▸ **EXERCISE GOAL**: Provide the number of lines in the records that hold the string "SolveStatus", without any other words.

(GIVEN INFORMATION Opens)

// Model: variable registry, constraints, objective, and solve results

use std::collections::{BTreeMap, HashMap};

use super::expr::{LinearExpr, VarId};
use super::value_objects::{RelOp, Sense, SolveStatus, VarDomain};

/// Errors raised while building a model or scenario set
#[derive(Debug, thiserror::Error)]
pub enum ModelError {
    #[error("variable '{0}' is already declared in this model")]
    DuplicateName(String),

    #[error("variable '{name}': lower bound {lower} exceeds upper bound {upper}")]
    InvalidBounds {
        name: String,
        lower: f64,
        upper: f64,
    },

    #[error("invalid scenario probabilities: {0}")]
    Probability(String),
}

/// Decision variable definition, immutable once declared
#[derive(Debug, Clone)]
pub struct Variable {
    pub name: String,
    pub domain: VarDomain,
    pub lower: f64,
    pub upper: Option<f64>,
}

/// Creates and tracks the decision variables of one model
///
/// Variables are owned exclusively by the registry; expressions and
/// constraints refer to them by [`VarId`] only.
#[derive(Debug, Default)]
pub struct VariableRegistry {
    variables: Vec<Variable>,
    by_name: HashMap<String, VarId>,
}

impl VariableRegistry {
    pub fn declare(
        &mut self,
        name: impl Into<String>,
        domain: VarDomain,
        lower: f64,
        upper: Option<f64>,
    ) -> Result<VarId, ModelError> {
        let name = name.into();
        if self.by_name.contains_key(&name) {
            return Err(ModelError::DuplicateName(name));
        }
        if let Some(upper) = upper {
            if lower > upper {
                return Err(ModelError::InvalidBounds { name, lower, upper });
            }
        }
        let id = VarId(self.variables.len());
        self.by_name.insert(name.clone(), id);
        self.variables.push(Variable {
            name,
            domain,
            lower,
            upper,
        });
        Ok(id)
    }

    pub fn get(&self, id: VarId) -> &Variable {
        &self.variables[id.index()]
    }

    pub fn len(&self) -> usize {
        self.variables.len()
    }

    pub fn is_empty(&self) -> bool {
        self.variables.is_empty()
    }

    pub fn iter(&self) -> impl Iterator<Item = (VarId, &Variable)> {
        self.variables.iter().enumerate().map(|(i, v)| (VarId(i), v))
    }
}

/// Linear constraint: expression, relational sense, right-hand side
///
/// Immutable once added to a model.
#[derive(Debug, Clone)]
pub struct Constraint {
    pub name: String,
    pub expr: LinearExpr,
    pub op: RelOp,
    pub rhs: f64,
}

/// The single objective of a model
#[derive(Debug, Clone, PartialEq)]
pub struct Objective {
    pub sense: Sense,
    pub expr: LinearExpr,
}

/// A complete optimization problem
///
/// Owns its variable registry, constraint set, and objective. Built by a
/// single owner, then handed to a solver; solving never mutates the model.
#[derive(Debug, Default)]
pub struct Model {
    pub name: String,
    registry: VariableRegistry,
    constraints: Vec<Constraint>,
    objective: Option<Objective>,
}

impl Model {
    pub fn new(name: impl Into<String>) -> Self {
        Self {
            name: name.into(),
            ..Self::default()
        }
    }

    /// Declare a continuous variable with default bounds [0, ∞)
    pub fn continuous(&mut self, name: impl Into<String>) -> Result<VarId, ModelError> {
        self.registry.declare(name, VarDomain::Continuous, 0.0, None)
    }

    /// Declare an integer variable with default bounds [0, ∞)
    pub fn integer(&mut self, name: impl Into<String>) -> Result<VarId, ModelError> {
        self.registry.declare(name, VarDomain::Integer, 0.0, None)
    }

    /// Declare a variable with explicit domain and bounds
    pub fn declare(
        &mut self,
        name: impl Into<String>,
        domain: VarDomain,
        lower: f64,
        upper: Option<f64>,
    ) -> Result<VarId, ModelError> {
        self.registry.declare(name, domain, lower, upper)
    }

    /// Add a constraint; it takes effect for every subsequent solve
    pub fn constrain(&mut self, name: impl Into<String>, expr: LinearExpr, op: RelOp, rhs: f64) {
        self.constraints.push(Constraint {
            name: name.into(),
            expr,
            op,
            rhs,
        });
    }

    /// Set the objective, discarding any previous one
    pub fn set_objective(&mut self, objective: Objective) {
        self.objective = Some(objective);
    }

    pub fn registry(&self) -> &VariableRegistry {
        &self.registry
    }

    pub fn constraints(&self) -> &[Constraint] {
        &self.constraints
    }

    pub fn objective(&self) -> Option<&Objective> {
        self.objective.as_ref()
    }

    pub fn num_variables(&self) -> usize {
        self.registry.len()
    }

    pub fn has_integer_variables(&self) -> bool {
        self.registry
            .iter()
            .any(|(_, v)| v.domain == VarDomain::Integer)
    }
}

/// Outcome of one solve: a terminal status plus, on optimality, the
/// objective value and every variable's resolved value keyed by name
#[derive(Debug, Clone, PartialEq)]
pub struct SolveResult {
    pub status: SolveStatus,
    pub objective_value: Option<f64>,
    pub variable_values: BTreeMap<String, f64>,
    pub message: String,
}

impl SolveResult {
    pub fn optimal(objective_value: f64, variable_values: BTreeMap<String, f64>) -> Self {
        Self {
            status: SolveStatus::Optimal,
            objective_value: Some(objective_value),
            variable_values,
            message: "Optimal solution found".to_string(),
        }
    }

    /// Result for any non-optimal terminal status; carries no solution data
    pub fn terminal(status: SolveStatus, message: impl Into<String>) -> Self {
        Self {
            status,
            objective_value: None,
            variable_values: BTreeMap::new(),
            message: message.into(),
        }
    }

    pub fn is_optimal(&self) -> bool {
        self.status == SolveStatus::Optimal
    }
}
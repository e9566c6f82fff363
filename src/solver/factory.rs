// Factory mapping a backend tag to a solver instance
//
// An unavailable backend is a fatal acquisition failure; it is reported once
// and never retried.

use crate::domain::solver_service::Result;
use crate::domain::{SolverBackend, SolverService};
use crate::solver::MicrolpSolver;

#[cfg(feature = "cbc")]
use crate::solver::CoinCbcSolver;
#[cfg(feature = "highs")]
use crate::solver::HighsSolver;

pub struct SolverFactory;

impl SolverFactory {
    /// Create a solver for the requested backend
    pub fn create(backend: SolverBackend) -> Result<Box<dyn SolverService>> {
        match backend {
            SolverBackend::Auto => Ok(auto_solver()),
            SolverBackend::Microlp => Ok(Box::new(MicrolpSolver::new())),
            SolverBackend::CoinCbc => cbc_solver(),
            SolverBackend::Highs => highs_solver(),
        }
    }
}

/// First available backend, preferring the native solvers when compiled in
fn auto_solver() -> Box<dyn SolverService> {
    #[cfg(feature = "highs")]
    return Box::new(HighsSolver::new());
    #[cfg(all(feature = "cbc", not(feature = "highs")))]
    return Box::new(CoinCbcSolver::new());
    #[cfg(not(any(feature = "cbc", feature = "highs")))]
    Box::new(MicrolpSolver::new())
}

#[cfg(feature = "cbc")]
fn cbc_solver() -> Result<Box<dyn SolverService>> {
    Ok(Box::new(CoinCbcSolver::new()))
}

#[cfg(not(feature = "cbc"))]
fn cbc_solver() -> Result<Box<dyn SolverService>> {
    Err(crate::domain::SolverError::BackendUnavailable(
        "COIN-OR CBC support is not compiled in; rebuild with --features cbc".to_string(),
    ))
}

#[cfg(feature = "highs")]
fn highs_solver() -> Result<Box<dyn SolverService>> {
    Ok(Box::new(HighsSolver::new()))
}

#[cfg(not(feature = "highs"))]
fn highs_solver() -> Result<Box<dyn SolverService>> {
    Err(crate::domain::SolverError::BackendUnavailable(
        "HiGHS support is not compiled in; rebuild with --features highs".to_string(),
    ))
}
// Domain layer: modeling primitives and the solver contract
pub mod domain;

// Application layer: constraint templates, objective composition, reporting
pub mod application;

// Solver adapters: concrete implementations of SolverService
pub mod solver;

// Bundled problem instances (configuration only)
pub mod instances;

// Re-export commonly used types
pub use domain::{
    Constraint, LinearExpr, Model, ModelError, Objective, RelOp, Scenario, ScenarioSet, Sense,
    SolveResult, SolveStatus, SolverBackend, SolverError, SolverService, VarDomain, VarId,
    Variable, VariableRegistry,
};

pub use solver::{MicrolpSolver, SolverFactory};

#[cfg(feature = "cbc")]
pub use solver::CoinCbcSolver;
#[cfg(feature = "highs")]
pub use solver::HighsSolver;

(GIVEN INFORMATION Closes)

▸ **WRITTEN ANSWER**: 6